//! MCP server implementation for Cidade
//!
//! Exposes resident missions, rewards and the point-of-interest directory
//! as Model Context Protocol tools.

use anyhow::Result;
use cidade_core::{params as core, Tracker};
use log::{debug, error, info};
use rmcp::{
    handler::server::{router::tool::ToolRouter, wrapper::Parameters},
    model::{Implementation, ProtocolVersion, ServerCapabilities, ServerInfo},
    tool, tool_handler, tool_router, ServerHandler,
};
use tokio::signal::unix::{signal, SignalKind};

pub mod errors;
pub mod handlers;

use handlers::{McpHandlers, McpResult};

/// MCP server for Cidade
#[derive(Clone)]
pub struct CidadeMcpServer {
    tracker: Tracker,
    tool_router: ToolRouter<Self>,
}

#[tool_router]
impl CidadeMcpServer {
    /// Create a new Cidade MCP server
    pub fn new(tracker: Tracker) -> Self {
        Self {
            tracker,
            tool_router: Self::tool_router(),
        }
    }

    fn handlers(&self) -> McpHandlers {
        McpHandlers::new(self.tracker.clone())
    }

    #[tool(
        name = "daily_missions",
        description = "List today's daily missions for a resident of a development: at most three, drawn at random from the daily missions available there, each with the resident's task progress. Pass a seed to repeat a draw."
    )]
    async fn daily_missions(&self, Parameters(params): Parameters<core::DailyMissions>) -> McpResult {
        self.handlers().list_missions(params.into()).await
    }

    #[tool(
        name = "evolution_missions",
        description = "List every evolution mission of a development with the resident's task progress. Empty when the development has none."
    )]
    async fn evolution_missions(
        &self,
        Parameters(params): Parameters<core::EvolutionMissions>,
    ) -> McpResult {
        self.handlers().list_missions(params.into()).await
    }

    #[tool(
        name = "all_missions",
        description = "List every mission in the catalog, general missions first, with the resident's task progress."
    )]
    async fn all_missions(&self, Parameters(params): Parameters<core::UserRef>) -> McpResult {
        self.handlers().all_missions(params).await
    }

    #[tool(
        name = "show_mission",
        description = "Show one mission with the resident's progress: completion percentage, which tasks are done (with their 0-based index), and who claimed the reward if it was claimed."
    )]
    async fn show_mission(&self, Parameters(params): Parameters<core::MissionRef>) -> McpResult {
        self.handlers().show_mission(params).await
    }

    #[tool(
        name = "toggle_task",
        description = "Flip one task of a mission between done and not done for a resident. task_index is 0-based. Once the reward is claimed the mission is frozen and toggles change nothing."
    )]
    async fn toggle_task(&self, Parameters(params): Parameters<core::ToggleTask>) -> McpResult {
        self.handlers().toggle_task(params).await
    }

    #[tool(
        name = "claim_reward",
        description = "Collect the points of a mission whose tasks are all done. Fails when tasks remain or when the reward was already collected; a mission can be claimed only once. claimant defaults to the user_id."
    )]
    async fn claim_reward(&self, Parameters(params): Parameters<core::ClaimReward>) -> McpResult {
        self.handlers().claim_reward(params).await
    }

    #[tool(
        name = "user_points",
        description = "Show the total points a resident has collected from claimed missions."
    )]
    async fn user_points(&self, Parameters(params): Parameters<core::UserRef>) -> McpResult {
        self.handlers().user_points(params).await
    }

    #[tool(
        name = "list_pois",
        description = "Search a development's points of interest. category must match exactly; omit it or pass \"all\" for every category. search matches any part of the name, ignoring case."
    )]
    async fn list_pois(&self, Parameters(params): Parameters<core::ListPois>) -> McpResult {
        self.handlers().list_pois(params).await
    }

    #[tool(
        name = "add_poi",
        description = "Register a point of interest in a development's directory. development_id, name and category are required; latitude and longitude are optional. An id is generated when not given."
    )]
    async fn add_poi(&self, Parameters(params): Parameters<core::CreatePoi>) -> McpResult {
        self.handlers().add_poi(params).await
    }
}

#[tool_handler(router = self.tool_router)]
impl ServerHandler for CidadeMcpServer {
    fn get_info(&self) -> ServerInfo {
        ServerInfo {
            protocol_version: ProtocolVersion::V_2024_11_05,
            capabilities: ServerCapabilities::builder().enable_tools().build(),
            server_info: Implementation {
                name: "cidade".to_string(),
                version: env!("CARGO_PKG_VERSION").to_string(),
                ..Default::default()
            },
            instructions: Some(r#"Cidade Inteligente tracks the missions residents of a residential development complete in the app, and the development's directory of points of interest.

## Core Concepts
- **Missions**: Daily missions (three drawn per day) and evolution missions (long-running), each a list of tasks worth a number of points
- **Progress**: Per resident and mission, one done flag per task
- **Claim**: Once every task is done the resident collects the points, exactly once; the mission is then frozen

## Workflow
1. `daily_missions` or `evolution_missions` to see what the resident can do
2. `toggle_task` as tasks get done
3. `claim_reward` when the mission reaches 100%
4. `user_points` for the balance

Use `list_pois` and `add_poi` for the points-of-interest directory."#.to_string()),
        }
    }
}

/// Run the MCP server with stdio transport
pub async fn run_stdio_server(server: CidadeMcpServer) -> Result<()> {
    use rmcp::{transport::stdio, ServiceExt};

    info!("Starting Cidade MCP server on stdio");
    debug!(
        "Server created with {} tools",
        server.tool_router.list_all().len()
    );

    let service = server.serve(stdio()).await.inspect_err(|e| {
        error!("serving error: {e:?}");
    })?;

    let mut sigint = signal(SignalKind::interrupt())?;
    let mut sigterm = signal(SignalKind::terminate())?;

    tokio::select! {
        result = service.waiting() => {
            match result {
                Ok(_) => info!("MCP server stopped normally"),
                Err(e) => error!("MCP server error: {e:?}"),
            }
        }
        _ = sigint.recv() => {
            info!("Received SIGINT, shutting down gracefully...");
        }
        _ = sigterm.recv() => {
            info!("Received SIGTERM, shutting down gracefully...");
        }
    }

    info!("MCP server shutdown complete");
    Ok(())
}
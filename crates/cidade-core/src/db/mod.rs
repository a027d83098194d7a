//! SQLite storage for mission progress, points and points of interest.
//!
//! This module stands in for the hosted backend the mobile app talks to. It
//! keeps the same observable contract: one progress row per (user, mission),
//! a points total credited atomically when a mission is claimed, and a
//! directory of points of interest per development.

use std::path::Path;

use rusqlite::Connection;

use crate::error::{DatabaseResultExt, Result};

pub mod migrations;
pub mod poi_queries;
pub mod progress_queries;

/// Database connection and operations handler.
pub struct Database {
    connection: Connection,
}

impl Database {
    /// Creates a new database connection and initializes the schema.
    pub fn new<P: AsRef<Path>>(path: P) -> Result<Self> {
        let connection = Connection::open(path).db_context("Failed to open database connection")?;

        let db = Self { connection };
        db.initialize_schema()?;
        Ok(db)
    }
}
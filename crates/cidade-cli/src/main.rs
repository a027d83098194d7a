//! Cidade CLI Application
//!
//! Command-line and MCP front end for resident missions, rewards and
//! points of interest.

mod args;
mod cli;
mod mcp;
mod renderer;

use anyhow::{Context, Result};
use args::{Args, Commands};
use cidade_core::TrackerBuilder;
use clap::Parser;
use cli::Cli;
use log::info;
use mcp::{run_stdio_server, CidadeMcpServer};
use renderer::TerminalRenderer;
use Commands::*;

#[tokio::main]
async fn main() -> Result<()> {
    env_logger::init();

    let Args {
        database_file,
        catalog_file,
        no_color,
        command,
    } = Args::parse();

    let tracker = TrackerBuilder::new()
        .with_database_path(database_file)
        .with_catalog_file(catalog_file)
        .build()
        .await
        .context("Failed to initialize tracker")?;

    let renderer = TerminalRenderer::new(!no_color);

    info!("Cidade started");

    match command {
        Mission { command } => {
            Cli::new(tracker, renderer)
                .handle_mission_command(command)
                .await
        }
        Points(args) => Cli::new(tracker, renderer).show_points(args).await,
        Poi { command } => Cli::new(tracker, renderer).handle_poi_command(command).await,
        Catalog { command } => Cli::new(tracker, renderer).handle_catalog_command(command),
        Serve => {
            info!("Starting Cidade MCP server");
            run_stdio_server(CidadeMcpServer::new(tracker))
                .await
                .context("MCP server failed")
        }
    }
}
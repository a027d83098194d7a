use assert_cmd::Command;
use predicates::prelude::*;
use tempfile::TempDir;

/// Helper function to create a temporary directory for CLI tests
fn create_cli_test_environment() -> TempDir {
    TempDir::new().expect("Failed to create temporary directory")
}

/// Helper function to create a Command with --no-color and a test database
fn cidade_cmd(temp_dir: &TempDir) -> Command {
    let db_path = temp_dir.path().join("cli_test.db");
    let mut cmd = Command::cargo_bin("cidade").expect("Failed to find cidade binary");
    cmd.arg("--no-color")
        .arg("--database-file")
        .arg(db_path);
    cmd
}

#[test]
fn test_cli_daily_missions_seeded() {
    let temp_dir = create_cli_test_environment();

    let first = cidade_cmd(&temp_dir)
        .args(["mission", "daily", "maria", "cidade_inteligente", "--seed", "3"])
        .assert()
        .success()
        .stdout(predicate::str::contains("# Daily missions for cidade_inteligente"))
        .get_output()
        .stdout
        .clone();

    let second = cidade_cmd(&temp_dir)
        .args(["mission", "daily", "maria", "cidade_inteligente", "--seed", "3"])
        .assert()
        .success()
        .get_output()
        .stdout
        .clone();

    assert_eq!(first, second);
    let output = String::from_utf8(first).expect("Invalid UTF-8");
    assert_eq!(output.matches("\n## ").count(), 3);
}

#[test]
fn test_cli_evolution_missions() {
    let temp_dir = create_cli_test_environment();

    cidade_cmd(&temp_dir)
        .args(["mission", "evolution", "maria", "cidade_inteligente"])
        .assert()
        .success()
        .stdout(predicate::str::contains("## 201. Morador engajado"))
        .stdout(predicate::str::contains("## 202."));

    cidade_cmd(&temp_dir)
        .args(["mission", "evolution", "maria", "outro_bairro"])
        .assert()
        .success()
        .stdout(predicate::str::contains("No missions found."));
}

#[test]
fn test_cli_toggle_and_claim() {
    let temp_dir = create_cli_test_environment();

    cidade_cmd(&temp_dir)
        .args(["mission", "toggle", "maria", "1", "0"])
        .assert()
        .success()
        .stdout(predicate::str::contains("Updated mission 1"))
        .stdout(predicate::str::contains("- Progress: 50% (1/2)"));

    cidade_cmd(&temp_dir)
        .args(["mission", "claim", "maria", "1"])
        .assert()
        .failure()
        .stderr(predicate::str::contains("Finish the remaining 1 task(s)"));

    cidade_cmd(&temp_dir)
        .args(["mission", "toggle", "maria", "1", "1"])
        .assert()
        .success()
        .stdout(predicate::str::contains("(★ Ready to claim)"));

    cidade_cmd(&temp_dir)
        .args(["mission", "claim", "maria", "1", "--claimant", "Maria Silva"])
        .assert()
        .success()
        .stdout(predicate::str::contains("Claimed mission 1: +10 points"))
        .stdout(predicate::str::contains("- Claimed by: Maria Silva"));

    cidade_cmd(&temp_dir)
        .args(["mission", "claim", "maria", "1"])
        .assert()
        .failure()
        .stderr(predicate::str::contains("already collected by Maria Silva"));

    cidade_cmd(&temp_dir)
        .args(["points", "maria"])
        .assert()
        .success()
        .stdout(predicate::str::contains("Points for maria: 10"));
}

#[test]
fn test_cli_toggle_out_of_range() {
    let temp_dir = create_cli_test_environment();

    cidade_cmd(&temp_dir)
        .args(["mission", "toggle", "maria", "4", "3"])
        .assert()
        .failure()
        .stderr(predicate::str::contains("task_index"));
}

#[test]
fn test_cli_show_unknown_mission() {
    let temp_dir = create_cli_test_environment();

    cidade_cmd(&temp_dir)
        .args(["mission", "show", "maria", "999"])
        .assert()
        .failure()
        .stderr(predicate::str::contains("Mission with ID 999 not found"));
}

#[test]
fn test_cli_all_missions() {
    let temp_dir = create_cli_test_environment();

    cidade_cmd(&temp_dir)
        .args(["mission", "all", "maria"])
        .assert()
        .success()
        .stdout(predicate::str::contains("## 1. Hidratação"))
        .stdout(predicate::str::contains("## 202."));
}

#[test]
fn test_cli_poi_add_and_list() {
    let temp_dir = create_cli_test_environment();

    cidade_cmd(&temp_dir)
        .args([
            "poi",
            "add",
            "cidade_inteligente",
            "Farmácia Saúde+",
            "Saúde",
            "--latitude",
            "-23.5505",
            "--longitude",
            "-46.6333",
            "--id",
            "farmacia",
        ])
        .assert()
        .success()
        .stdout(predicate::str::contains(
            "Registered point of interest with ID: farmacia",
        ))
        .stdout(predicate::str::contains("-23.550500, -46.633300"));

    cidade_cmd(&temp_dir)
        .args(["poi", "add", "cidade_inteligente", "Padaria Pão Quente", "Alimentação"])
        .assert()
        .success();

    cidade_cmd(&temp_dir)
        .args(["poi", "list", "cidade_inteligente", "--search", "FARM"])
        .assert()
        .success()
        .stdout(predicate::str::contains("Farmácia Saúde+"))
        .stdout(predicate::str::contains("Padaria").not());

    cidade_cmd(&temp_dir)
        .args(["poi", "list", "cidade_inteligente", "--category", "Lazer"])
        .assert()
        .success()
        .stdout(predicate::str::contains("No points of interest found."));
}

#[test]
fn test_cli_poi_blank_name_rejected() {
    let temp_dir = create_cli_test_environment();

    cidade_cmd(&temp_dir)
        .args(["poi", "add", "cidade_inteligente", " ", "Saúde"])
        .assert()
        .failure()
        .stderr(predicate::str::contains("name"));
}

#[test]
fn test_cli_catalog_export_and_reload() {
    let temp_dir = create_cli_test_environment();

    let exported = cidade_cmd(&temp_dir)
        .args(["catalog", "export"])
        .assert()
        .success()
        .stdout(predicate::str::contains("\"developments\""))
        .get_output()
        .stdout
        .clone();

    let catalog_path = temp_dir.path().join("catalog.json");
    std::fs::write(&catalog_path, exported).expect("Failed to write catalog");

    cidade_cmd(&temp_dir)
        .arg("--catalog-file")
        .arg(&catalog_path)
        .args(["mission", "show", "maria", "201"])
        .assert()
        .success()
        .stdout(predicate::str::contains("Morador engajado"));
}

#[test]
fn test_cli_missing_catalog_file() {
    let temp_dir = create_cli_test_environment();

    cidade_cmd(&temp_dir)
        .args(["--catalog-file", "/nonexistent/catalog.json", "points", "maria"])
        .assert()
        .failure()
        .stderr(predicate::str::contains("Failed to initialize tracker"));
}

#[test]
fn test_cli_help() {
    Command::cargo_bin("cidade")
        .expect("Failed to find cidade binary")
        .arg("--help")
        .assert()
        .success()
        .stdout(predicate::str::contains("mission"))
        .stdout(predicate::str::contains("poi"))
        .stdout(predicate::str::contains("serve"));
}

^^^^^^^^^^^^^^^^

Find every line in the records above that holds the word "expect", and copy each one.

    TempDir::new().expect("Failed to create temporary directory")
    let mut cmd = Command::cargo_bin("cidade").expect("Failed to find cidade binary");
    let output = String::from_utf8(first).expect("Invalid UTF-8");
    std::fs::write(&catalog_path, exported).expect("Failed to write catalog");
        .expect("Failed to find cidade binary")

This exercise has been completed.